Under the PM-KISAN scheme, Rs 6,000 per year is provided to small and marginal farmers, payable in three equal instalments of Rs 2,000 each. The fund is transferred directly to the bank accounts of the beneficiaries.
The fresh outreach by PM Modi comes days after he said the MSP system would continue, and his government was ready to discuss any concern that farmers may have. Addressing a Kisan Sammelan in Raisen district of Madhya Pradesh, PM Modi listed what he called were the three “big lies” being spread by the Opposition about the farm laws — that MSP would be stopped, mandis would be shut down, and the new reforms would only safeguard contract farming.
“There is no reason for mistrust in the recent agricultural reforms done by the government, and there is no place for lies,” he had said.
Meanwhile, several farmers marked ‘Kisan Diwas’, the birth anniversary of former prime minister Chaudhary Charan Singh, by paying their tributes at Kisan Ghat while those protesting at Ghazipur border held a “havan”. Farmer unions also urged people to skip a meal on ‘Kisan Diwas’ in support of the ongoing protests.
So far, there has not been any headway after five rounds of talks between the government and farmer unions, who have maintained that their demand for repeal of the three farm laws was “non-negotiable”. On Tuesday, Tomar urged the farmers to decide on a date for talks two days after his Ministry invited farm unions for more discussion.

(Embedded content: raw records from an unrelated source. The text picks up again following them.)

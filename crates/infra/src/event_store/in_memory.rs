use std::collections::HashMap;
use std::sync::RwLock;

use async_trait::async_trait;

use gatekeep_core::{AggregateId, ExpectedVersion};

use super::r#trait::{EventStore, EventStoreError, StoredEvent, UncommittedEvent};

/// In-memory append-only event store.
///
/// Validation and commit happen under one write lock with no `.await` in
/// between, so concurrent appends to the same stream are linearized and a
/// dropped future never leaves a partial batch behind.
#[derive(Debug, Default)]
pub struct InMemoryEventStore {
    streams: RwLock<HashMap<AggregateId, Vec<StoredEvent>>>,
}

impl InMemoryEventStore {
    pub fn new() -> Self {
        Self::default()
    }

    fn current_version(stream: &[StoredEvent]) -> u64 {
        stream.last().map(|e| e.sequence_number).unwrap_or(0)
    }

    /// Total number of stored events across all streams.
    pub fn event_count(&self) -> usize {
        self.streams
            .read()
            .map(|s| s.values().map(Vec::len).sum())
            .unwrap_or(0)
    }

    fn append_now(
        &self,
        aggregate_id: AggregateId,
        expected_version: ExpectedVersion,
        events: Vec<UncommittedEvent>,
    ) -> Result<Vec<StoredEvent>, EventStoreError> {
        if events.is_empty() {
            return Ok(vec![]);
        }

        let aggregate_type = events[0].aggregate_type.clone();
        for (idx, e) in events.iter().enumerate() {
            if e.aggregate_id != aggregate_id {
                return Err(EventStoreError::InvalidAppend(format!(
                    "batch targets another aggregate (index {idx})"
                )));
            }
            if e.aggregate_type != aggregate_type {
                return Err(EventStoreError::AggregateTypeMismatch(format!(
                    "batch contains multiple aggregate_types (index {idx})"
                )));
            }
        }

        let mut streams = self
            .streams
            .write()
            .map_err(|_| EventStoreError::Unavailable("lock poisoned".to_string()))?;

        let current = streams
            .get(&aggregate_id)
            .map(|s| Self::current_version(s))
            .unwrap_or(0);

        if !expected_version.matches(current) {
            return Err(EventStoreError::Concurrency(format!(
                "expected {expected_version:?}, found {current}"
            )));
        }

        if let Some(existing) = streams.get(&aggregate_id).and_then(|s| s.first()) {
            if existing.aggregate_type != aggregate_type {
                return Err(EventStoreError::AggregateTypeMismatch(format!(
                    "stream aggregate_type is '{}', attempted append with '{}'",
                    existing.aggregate_type, aggregate_type
                )));
            }
        }

        let committed: Vec<StoredEvent> = events
            .into_iter()
            .zip(current + 1..)
            .map(|(e, sequence_number)| StoredEvent {
                event_id: e.event_id,
                aggregate_id: e.aggregate_id,
                aggregate_type: e.aggregate_type,
                sequence_number,
                event_type: e.event_type,
                event_version: e.event_version,
                occurred_at: e.occurred_at,
                payload: e.payload,
            })
            .collect();

        streams
            .entry(aggregate_id)
            .or_default()
            .extend(committed.iter().cloned());

        Ok(committed)
    }
}

#[async_trait]
impl EventStore for InMemoryEventStore {
    async fn append(
        &self,
        aggregate_id: AggregateId,
        expected_version: ExpectedVersion,
        events: Vec<UncommittedEvent>,
    ) -> Result<Vec<StoredEvent>, EventStoreError> {
        self.append_now(aggregate_id, expected_version, events)
    }

    async fn load(&self, aggregate_id: AggregateId) -> Result<Vec<StoredEvent>, EventStoreError> {
        let streams = self
            .streams
            .read()
            .map_err(|_| EventStoreError::Unavailable("lock poisoned".to_string()))?;

        Ok(streams.get(&aggregate_id).cloned().unwrap_or_default())
    }
}

#[cfg(test)]
mod tests {
    use chrono::Utc;
    use proptest::prelude::*;
    use uuid::Uuid;

    use super::*;

    fn event(aggregate_id: AggregateId, n: u64) -> UncommittedEvent {
        UncommittedEvent {
            event_id: Uuid::now_v7(),
            aggregate_id,
            aggregate_type: "test.counter".to_string(),
            event_type: "test.counter.bumped".to_string(),
            event_version: 1,
            occurred_at: Utc::now(),
            payload: serde_json::json!({ "n": n }),
        }
    }

    fn batch(aggregate_id: AggregateId, n: usize) -> Vec<UncommittedEvent> {
        (0..n as u64).map(|i| event(aggregate_id, i)).collect()
    }

    #[tokio::test]
    async fn append_assigns_gapless_sequence_numbers() {
        let store = InMemoryEventStore::new();
        let id = AggregateId::new();

        let first = store.append(id, ExpectedVersion::NoStream, batch(id, 2)).await.unwrap();
        let second = store.append(id, ExpectedVersion::Exact(2), batch(id, 3)).await.unwrap();

        assert_eq!(first.last().unwrap().stream_version(), 2);
        assert_eq!(second.last().unwrap().stream_version(), 5);
        let seqs: Vec<u64> = store.load(id).await.unwrap().iter().map(|e| e.sequence_number).collect();
        assert_eq!(seqs, vec![1, 2, 3, 4, 5]);
    }

    #[tokio::test]
    async fn mixed_batch_is_rejected_atomically() {
        let store = InMemoryEventStore::new();
        let id = AggregateId::new();
        let mut events = batch(id, 2);
        events.push(event(AggregateId::new(), 9));

        let err = store.append(id, ExpectedVersion::Any, events).await.unwrap_err();
        assert!(matches!(err, EventStoreError::InvalidAppend(_)));
        assert!(store.load(id).await.unwrap().is_empty());
    }

    #[tokio::test]
    async fn aggregate_type_is_stable_per_stream() {
        let store = InMemoryEventStore::new();
        let id = AggregateId::new();
        store.append(id, ExpectedVersion::NoStream, batch(id, 1)).await.unwrap();

        let mut other = event(id, 1);
        other.aggregate_type = "test.other".to_string();
        let err = store.append(id, ExpectedVersion::Exact(1), vec![other]).await.unwrap_err();
        assert!(matches!(err, EventStoreError::AggregateTypeMismatch(_)));
    }

    #[tokio::test]
    async fn concurrent_appends_with_same_expectation_have_one_winner() {
        let store = std::sync::Arc::new(InMemoryEventStore::new());
        let id = AggregateId::new();

        let tasks: Vec<_> = (0..16)
            .map(|_| {
                let store = store.clone();
                tokio::spawn(async move {
                    store.append(id, ExpectedVersion::NoStream, batch(id, 1)).await
                })
            })
            .collect();

        let mut winners = 0;
        for t in tasks {
            if t.await.unwrap().is_ok() {
                winners += 1;
            }
        }
        assert_eq!(winners, 1);
        assert_eq!(store.load(id).await.unwrap().len(), 1);
    }

    proptest! {
        #![proptest_config(ProptestConfig { cases: 64, .. ProptestConfig::default() })]

        #[test]
        fn stale_expectation_never_mutates(
            initial in 1usize..6,
            appended in 1usize..6,
            stale in 0u64..12,
        ) {
            let rt = tokio::runtime::Builder::new_current_thread().build().unwrap();
            rt.block_on(async {
                let store = InMemoryEventStore::new();
                let id = AggregateId::new();
                store.append(id, ExpectedVersion::NoStream, batch(id, initial)).await.unwrap();
                let current = initial as u64;

                if stale != current {
                    let err = store.append(id, ExpectedVersion::Exact(stale), batch(id, appended)).await;
                    prop_assert!(matches!(err, Err(EventStoreError::Concurrency(_))));
                    prop_assert_eq!(store.load(id).await.unwrap().len(), initial);
                } else {
                    let committed = store.append(id, ExpectedVersion::Exact(stale), batch(id, appended)).await.unwrap();
                    prop_assert_eq!(committed.last().unwrap().stream_version(), current + appended as u64);
                }
                Ok(())
            })?;
        }
    }
}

On the other hand, the government has stuck to its stand of not repealing the new farm laws and said it was open to any suggestions that would help break the deadlock with the protesting farmers, including tweaking the laws or even setting up a committee as suggested by the Supreme Court.
The farmers have expressed apprehension that these laws would pave the way for the dismantling of the minimum support price system, leaving them at the “mercy” of big corporations.